## Record excerpts

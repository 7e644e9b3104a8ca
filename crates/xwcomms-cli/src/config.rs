//! CLI configuration
//!
//! Configuration is layered with figment, lowest priority first:
//! - built-in defaults
//! - `xwcomms.toml` in the working directory
//! - the file given with `--config`
//! - `XWCOMMS_*` environment variables, nested keys separated by `__`
//!   (for example `XWCOMMS_RUNTIME__COMMS__RESEND__MAX_BACKOFF_SECS=120`)

use std::path::Path;

use figment::{
    providers::{Env, Format, Serialized, Toml},
    Figment,
};
use serde::{Deserialize, Serialize};
use xwcomms_core::{AddrRecord, ConnType, MqttDevId};
use xwcomms_runtime::RuntimeConfig;

#[derive(Debug, thiserror::Error)]
pub enum ConfigError {
    #[error("Configuration loading error: {0}")]
    Loading(String),

    #[error("Configuration validation error: {0}")]
    Validation(String),

    #[error("Configuration serialization error: {0}")]
    Serialization(String),
}

// ----------------------------------------------------------------------------
// Application Configuration
// ----------------------------------------------------------------------------

#[derive(Debug, Clone, PartialEq, Eq, Serialize, Deserialize)]
#[serde(default)]
pub struct AppConfig {
    /// Engine settings, including the comms core's resend policy
    pub runtime: RuntimeConfig,
    pub cli: CliConfig,
    /// The in-process host used by `demo`
    pub host: PeerConfig,
    /// The in-process guest used by `demo`
    pub guest: PeerConfig,
}

#[derive(Debug, Clone, PartialEq, Eq, Serialize, Deserialize)]
#[serde(default)]
pub struct CliConfig {
    pub verbose: bool,
    /// How long `demo` waits for delivery and acks
    pub demo_timeout_ms: u64,
}

/// One device's address on each transport the demo can use
#[derive(Debug, Clone, PartialEq, Eq, Serialize, Deserialize)]
#[serde(default)]
pub struct PeerConfig {
    pub phone: String,
    /// Up to 16 hex digits
    pub mqtt_dev_id: String,
    pub bt_name: String,
    pub bt_addr: String,
    pub relay_host: String,
    pub relay_port: u16,
    pub relay_room: String,
}

impl Default for AppConfig {
    fn default() -> Self {
        Self {
            runtime: RuntimeConfig::default(),
            cli: CliConfig::default(),
            host: PeerConfig {
                phone: "+15550100".to_string(),
                mqtt_dev_id: "00000000000000A1".to_string(),
                bt_name: "host-device".to_string(),
                bt_addr: "02:00:00:00:00:A1".to_string(),
                ..PeerConfig::default()
            },
            guest: PeerConfig {
                phone: "+15550199".to_string(),
                mqtt_dev_id: "00000000000000B2".to_string(),
                bt_name: "guest-device".to_string(),
                bt_addr: "02:00:00:00:00:B2".to_string(),
                ..PeerConfig::default()
            },
        }
    }
}

impl Default for CliConfig {
    fn default() -> Self {
        Self {
            verbose: false,
            demo_timeout_ms: 5_000,
        }
    }
}

impl Default for PeerConfig {
    fn default() -> Self {
        Self {
            phone: String::new(),
            mqtt_dev_id: String::new(),
            bt_name: String::new(),
            bt_addr: String::new(),
            relay_host: "relay.example.org".to_string(),
            relay_port: 10997,
            relay_room: "demo-room".to_string(),
        }
    }
}

impl PeerConfig {
    pub fn mqtt_dev_id(&self) -> Result<MqttDevId, ConfigError> {
        self.mqtt_dev_id
            .parse()
            .map_err(|err| ConfigError::Validation(format!("mqtt_dev_id: {}", err)))
    }

    /// This device's address on a single transport
    pub fn addr_for(&self, conn_type: ConnType) -> Result<AddrRecord, ConfigError> {
        let addr = match conn_type {
            ConnType::Sms => AddrRecord::with_sms(&self.phone, 0),
            ConnType::Mqtt => AddrRecord::with_mqtt(self.mqtt_dev_id()?),
            ConnType::Bt => AddrRecord::with_bt(&self.bt_name, &self.bt_addr),
            ConnType::Relay => {
                AddrRecord::with_relay(&self.relay_host, self.relay_port, &self.relay_room)
            }
            other => {
                return Err(ConfigError::Validation(format!(
                    "no loopback address for {}",
                    other.long_name()
                )))
            }
        };
        Ok(addr)
    }
}

// ----------------------------------------------------------------------------
// Loading
// ----------------------------------------------------------------------------

impl AppConfig {
    fn figment(path: Option<&Path>) -> Figment {
        let mut figment = Figment::new()
            .merge(Serialized::defaults(Self::default()))
            .merge(Toml::file("xwcomms.toml"));
        if let Some(path) = path {
            figment = figment.merge(Toml::file(path));
        }
        figment.merge(Env::prefixed("XWCOMMS_").split("__"))
    }

    /// Load with the standard priority order and validate
    pub fn load(path: Option<&Path>) -> Result<Self, ConfigError> {
        if let Some(path) = path {
            if !path.exists() {
                return Err(ConfigError::Loading(format!(
                    "{} does not exist",
                    path.display()
                )));
            }
        }
        let config: AppConfig = Self::figment(path)
            .extract()
            .map_err(|e| ConfigError::Loading(format!("Failed to load configuration: {}", e)))?;
        config.validate()?;
        Ok(config)
    }

    pub fn validate(&self) -> Result<(), ConfigError> {
        self.runtime
            .validate()
            .map_err(|e| ConfigError::Validation(e.to_string()))?;
        self.host.mqtt_dev_id()?;
        self.guest.mqtt_dev_id()?;
        if self.host.mqtt_dev_id()? == self.guest.mqtt_dev_id()? {
            return Err(ConfigError::Validation(
                "host and guest need distinct mqtt device ids".to_string(),
            ));
        }
        if self.cli.demo_timeout_ms == 0 {
            return Err(ConfigError::Validation(
                "demo_timeout_ms must be greater than 0".to_string(),
            ));
        }
        Ok(())
    }

    pub fn to_toml(&self) -> Result<String, ConfigError> {
        toml::to_string_pretty(self).map_err(|e| ConfigError::Serialization(e.to_string()))
    }

    pub fn example_config() -> String {
        r#"# xwcomms configuration
# Environment overrides use XWCOMMS_ and __ between keys,
# e.g. XWCOMMS_CLI__VERBOSE=true

[cli]
verbose = false
demo_timeout_ms = 5000

[runtime]
resend_interval_ms = 60000
ack_interval_ms = 10000
max_queued_tasks = 1024

[runtime.comms]
max_payload_len = 16384

[runtime.comms.resend]
max_backoff_secs = 3600
stale_after_secs = 300

[host]
phone = "+15550100"
mqtt_dev_id = "00000000000000A1"

[guest]
phone = "+15550199"
mqtt_dev_id = "00000000000000B2"
"#
        .to_string()
    }
}

#[cfg(test)]
mod tests {
    use super::*;
    use figment::Jail;

    #[test]
    fn defaults_are_valid() {
        let config = AppConfig::default();
        assert!(config.validate().is_ok());
        assert_eq!(config.host.addr_for(ConnType::Sms).unwrap().sms.phone, "+15550100");
    }

    #[test]
    fn same_dev_ids_are_rejected() {
        let mut config = AppConfig::default();
        config.guest.mqtt_dev_id = config.host.mqtt_dev_id.clone();
        assert!(matches!(config.validate(), Err(ConfigError::Validation(_))));
    }

    #[test]
    fn example_parses() {
        let parsed: AppConfig = toml::from_str(&AppConfig::example_config()).unwrap();
        assert!(parsed.validate().is_ok());
        assert_eq!(parsed.runtime.comms.resend.max_backoff_secs, 3600);
    }

    #[test]
    fn file_and_env_layers_override_defaults() {
        Jail::expect_with(|jail| {
            jail.create_file(
                "xwcomms.toml",
                r#"
                [cli]
                demo_timeout_ms = 1234

                [runtime.comms.resend]
                max_backoff_secs = 60
                "#,
            )?;
            jail.set_env("XWCOMMS_CLI__VERBOSE", "true");

            let config = AppConfig::load(None).map_err(|e| e.to_string())?;
            assert_eq!(config.cli.demo_timeout_ms, 1234);
            assert!(config.cli.verbose);
            assert_eq!(config.runtime.comms.resend.max_backoff_secs, 60);
            assert_eq!(config.runtime.comms.resend.stale_after_secs, 300);
            Ok(())
        });
    }

    #[test]
    fn missing_explicit_file_is_an_error() {
        let result = AppConfig::load(Some(Path::new("/nonexistent/xwcomms.toml")));
        assert!(matches!(result, Err(ConfigError::Loading(_))));
    }

    #[test]
    fn unsupported_loopback_transport() {
        let config = AppConfig::default();
        assert!(config.host.addr_for(ConnType::Nfc).is_err());
    }
}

## Exercise directions
Return the line that contains "demo_timeout_ms = 1234", along with every line after it in the data above, exactly and with nothing else.

## Exercise response
                demo_timeout_ms = 1234

                [runtime.comms.resend]
                max_backoff_secs = 60
                "#,
            )?;
            jail.set_env("XWCOMMS_CLI__VERBOSE", "true");

            let config = AppConfig::load(None).map_err(|e| e.to_string())?;
            assert_eq!(config.cli.demo_timeout_ms, 1234);
            assert!(config.cli.verbose);
            assert_eq!(config.runtime.comms.resend.max_backoff_secs, 60);
            assert_eq!(config.runtime.comms.resend.stale_after_secs, 300);
            Ok(())
        });
    }

    #[test]
    fn missing_explicit_file_is_an_error() {
        let result = AppConfig::load(Some(Path::new("/nonexistent/xwcomms.toml")));
        assert!(matches!(result, Err(ConfigError::Loading(_))));
    }

    #[test]
    fn unsupported_loopback_transport() {
        let config = AppConfig::default();
        assert!(config.host.addr_for(ConnType::Nfc).is_err());
    }
}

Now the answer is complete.